1961 would see Mazeroski earn his third Gold Glove and hit .265 in 152 games (NL ninth) with 112 singles (NL 10th), 21 doubles, 13 home runs and 59 RBI. He ranked eighth in the league with 10.1 at bats per K. He again led the NL in putouts, assists, and double plays turned, with 410, 505, and 144 respectively. His .975 fielding percentage placed him third in the NL. On September 13th, he went 4-for-5 with two round-trippers and three RBI in an 8-2 win against the Los Angeles Dodgers. The Buccos finished sixth in the NL with a 75-79 record.
In 1962, Mazeroski earned his fourth all-star invitation by hitting .271 with 24 doubles, nine triples (NL fifth), 14 home runs and 81 RBI over 159 games, striking out once every 12.2 at bats (NL fifth). He led the league with 425 putouts, 509 assists and 138 double plays turned, ranking second with a .985 fielding percentage. On September 7th, he hit a single and a home run with two intentional walks (of his league leading 16 on the season) with six RBI in a 10-1 win over the Dodgers. The Pirates strong 93-68 record was only good enough that season for a fourth place finish in the NL, eight games behind the San Francisco Giants.
Mazeroski played in his fifth all-star game and won his fourth Golden Glove following 1963. He played in 142 games, hitting .245 with 22 doubles and 52 RBI, striking out once per 11.6 at bats (NL third). Defensively, he made 340 putouts (NL fourth), 506 assists (NL first), 131 double plays (NL first), and finished with a .984 fielding percentage (NL third), leading the NL with a 3.3 dWAR. On April 13th, he hit a single, a double and a home run with three RBI in a 12-4 win against the Reds. Pittsburgh posted a 74-88 finish, ahead of only the two second year NL expansion teams (New York Mets and Houston Colt .45s).
In 1964, Mazeroski won his fifth Golden Glove and earned his sixth invitation to the all-star game. He appeared in all 162 contests (NL second), hitting .268 with 22 doubles, eight triples, (NL eighth), 10 home runs and 64 RBI. He also continued to show patience at the plate, striking out once every 11.6 at bats (NL sixth). Defensively, he finished the season with a 2.1 dWAR (NL second), largely on the strength of his league leading 543 assists, 346 putouts (NL second), and 122 double plays (NL first). On September 4th, he hit a two-run homer and two RBI-singles in a 10-2 win against the Houston Astros. The Pirates headed up the second division, in sixth place at 80-82.
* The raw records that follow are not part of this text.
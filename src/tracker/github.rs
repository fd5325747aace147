//! GitHub REST API implementation of [`IssueTracker`]

use super::{IssueTracker, TrackerError, TrackerResult};
use crate::models::{Issue, IssueRef};
use anyhow::{Context, Result};
use async_trait::async_trait;
use reqwest::header::{HeaderMap, HeaderValue, ACCEPT, USER_AGENT};
use reqwest::{RequestBuilder, Response, StatusCode, Url};
use serde::{Deserialize, Serialize};
use tracing::debug;

/// Public GitHub API endpoint
pub const DEFAULT_API_URL: &str = "https://api.github.com";

const PAGE_SIZE: usize = 100;

/// Label as returned by the GitHub API
#[derive(Debug, Deserialize)]
struct LabelResponse {
    name: String,
}

#[derive(Debug, Serialize)]
struct AddLabelsRequest<'a> {
    labels: [&'a str; 1],
}

/// Issue tracker backed by the GitHub REST API
#[derive(Debug, Clone)]
pub struct GitHubTracker {
    client: reqwest::Client,
    token: String,
    api_url: Url,
}

impl GitHubTracker {
    /// Create a client for the API at `api_url` authenticated with `token`
    ///
    /// # Errors
    ///
    /// Returns an error if the URL is invalid or the HTTP client cannot be
    /// created.
    pub fn new(token: &str, api_url: &str) -> Result<Self> {
        let api_url =
            Url::parse(api_url).with_context(|| format!("Invalid GitHub API URL: {api_url}"))?;
        if api_url.cannot_be_a_base() {
            anyhow::bail!("Invalid GitHub API URL: {api_url}");
        }

        let mut headers = HeaderMap::new();
        headers.insert(
            ACCEPT,
            HeaderValue::from_static("application/vnd.github+json"),
        );
        headers.insert(
            "X-GitHub-Api-Version",
            HeaderValue::from_static("2022-11-28"),
        );
        headers.insert(
            USER_AGENT,
            HeaderValue::from_static(concat!("version-labeler/", env!("CARGO_PKG_VERSION"))),
        );

        let client = reqwest::Client::builder()
            .default_headers(headers)
            .build()
            .context("Failed to create HTTP client")?;

        Ok(Self {
            client,
            token: token.to_string(),
            api_url,
        })
    }

    /// Build an API URL from path segments, percent-encoding each segment
    fn endpoint(&self, segments: &[&str]) -> Url {
        let mut url = self.api_url.clone();
        if let Ok(mut path) = url.path_segments_mut() {
            path.pop_if_empty().extend(segments);
        }
        url
    }

    fn issue_endpoint(&self, issue: &IssueRef, rest: &[&str]) -> Url {
        let number = issue.number.to_string();
        let mut segments = vec![
            "repos",
            issue.owner.as_str(),
            issue.repo.as_str(),
            "issues",
            number.as_str(),
        ];
        segments.extend_from_slice(rest);
        self.endpoint(&segments)
    }

    async fn send(&self, request: RequestBuilder, what: &str) -> TrackerResult<Response> {
        let response = request
            .bearer_auth(&self.token)
            .send()
            .await
            .map_err(|e| TrackerError::Transient(format!("{what}: {e}")))?;

        let status = response.status();
        if status == StatusCode::NOT_FOUND {
            return Err(TrackerError::NotFound(what.to_string()));
        }
        if !status.is_success() {
            let body = response.text().await.unwrap_or_default();
            return Err(TrackerError::Transient(format!(
                "{what}: GitHub API error: {status} - {body}"
            )));
        }

        Ok(response)
    }

    async fn fetch_label_page(
        &self,
        issue: &IssueRef,
        page: usize,
    ) -> TrackerResult<Vec<LabelResponse>> {
        let url = self.issue_endpoint(issue, &["labels"]);
        let request = self.client.get(url).query(&[
            ("per_page", PAGE_SIZE.to_string()),
            ("page", page.to_string()),
        ]);

        let what = format!("labels of {issue}");
        self.send(request, &what)
            .await?
            .json()
            .await
            .map_err(|e| TrackerError::Transient(format!("Failed to parse {what}: {e}")))
    }
}

#[async_trait]
impl IssueTracker for GitHubTracker {
    async fn get_issue(&self, issue: &IssueRef) -> TrackerResult<Issue> {
        debug!(%issue, "Fetching issue");
        let what = format!("issue {issue}");
        let request = self.client.get(self.issue_endpoint(issue, &[]));

        self.send(request, &what)
            .await?
            .json()
            .await
            .map_err(|e| TrackerError::Transient(format!("Failed to parse {what}: {e}")))
    }

    async fn list_labels(&self, issue: &IssueRef) -> TrackerResult<Vec<String>> {
        let mut names = Vec::new();
        let mut page = 1;

        loop {
            let labels = self.fetch_label_page(issue, page).await?;
            let count = labels.len();
            names.extend(labels.into_iter().map(|label| label.name));

            if count < PAGE_SIZE {
                break;
            }
            page += 1;
        }

        debug!(%issue, count = names.len(), "Listed issue labels");
        Ok(names)
    }

    async fn label_exists(&self, issue: &IssueRef, name: &str) -> TrackerResult<bool> {
        let url = self.endpoint(&[
            "repos",
            issue.owner.as_str(),
            issue.repo.as_str(),
            "labels",
            name,
        ]);
        let what = format!("label '{name}' in {}/{}", issue.owner, issue.repo);

        match self.send(self.client.get(url), &what).await {
            Ok(_) => Ok(true),
            Err(TrackerError::NotFound(_)) => Ok(false),
            Err(e) => Err(e),
        }
    }

    async fn add_label(&self, issue: &IssueRef, name: &str) -> TrackerResult<()> {
        debug!(%issue, label = name, "Adding label");
        let request = self
            .client
            .post(self.issue_endpoint(issue, &["labels"]))
            .json(&AddLabelsRequest { labels: [name] });

        self.send(request, &format!("adding label '{name}' to {issue}"))
            .await
            .map(|_| ())
    }

    async fn remove_label(&self, issue: &IssueRef, name: &str) -> TrackerResult<()> {
        debug!(%issue, label = name, "Removing label");
        let request = self
            .client
            .delete(self.issue_endpoint(issue, &["labels", name]));

        self.send(request, &format!("label '{name}' on {issue}"))
            .await
            .map(|_| ())
    }
}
In 1965, Mazeroski won his sixth Gold Glove. He played in 130 games, hitting .271 with nine sacrifice flies (NL third), 54 RBI, a career best 14.5 AB/K (NL second), and a 2.5 dWAR (NL second). Despite his abbreviated time in the field, he finished fourth in the NL with 439 assists, leading the league with 113 double plays and with a .988 fielding percentage. On June 9th, he went 2-for-5 and scored twice. He did not collect any RBI, although he knocked in three unofficially, aided by Astros errors in an 11-3 Pittsburgh win over Houston. Pittsburgh went 90-72, in third place and seven games behind the pennant winning Los Angeles Dodgers.
Mazeroski won his seventh Gold Glove with a 1.6 dWAR (NL fifth) and finished 23rd in the NL MVP race, leading the National League by appearing in all 162 contests in 1966. He hit .262 with 22 doubles, seven triples, 16 home runs, and a career high 82 RBI. In the field, he led the league with 411 putouts, 538 assists, 161 double plays, and a .992 fielding percentage. On June 18th, he hit three singles and walked, scoring three runs and knocking in two more in a 9-6 win against the Atlanta Braves. The Pirates finished the season in third place in the National League, just three games behind the pennant winning Los Angeles Dodgers.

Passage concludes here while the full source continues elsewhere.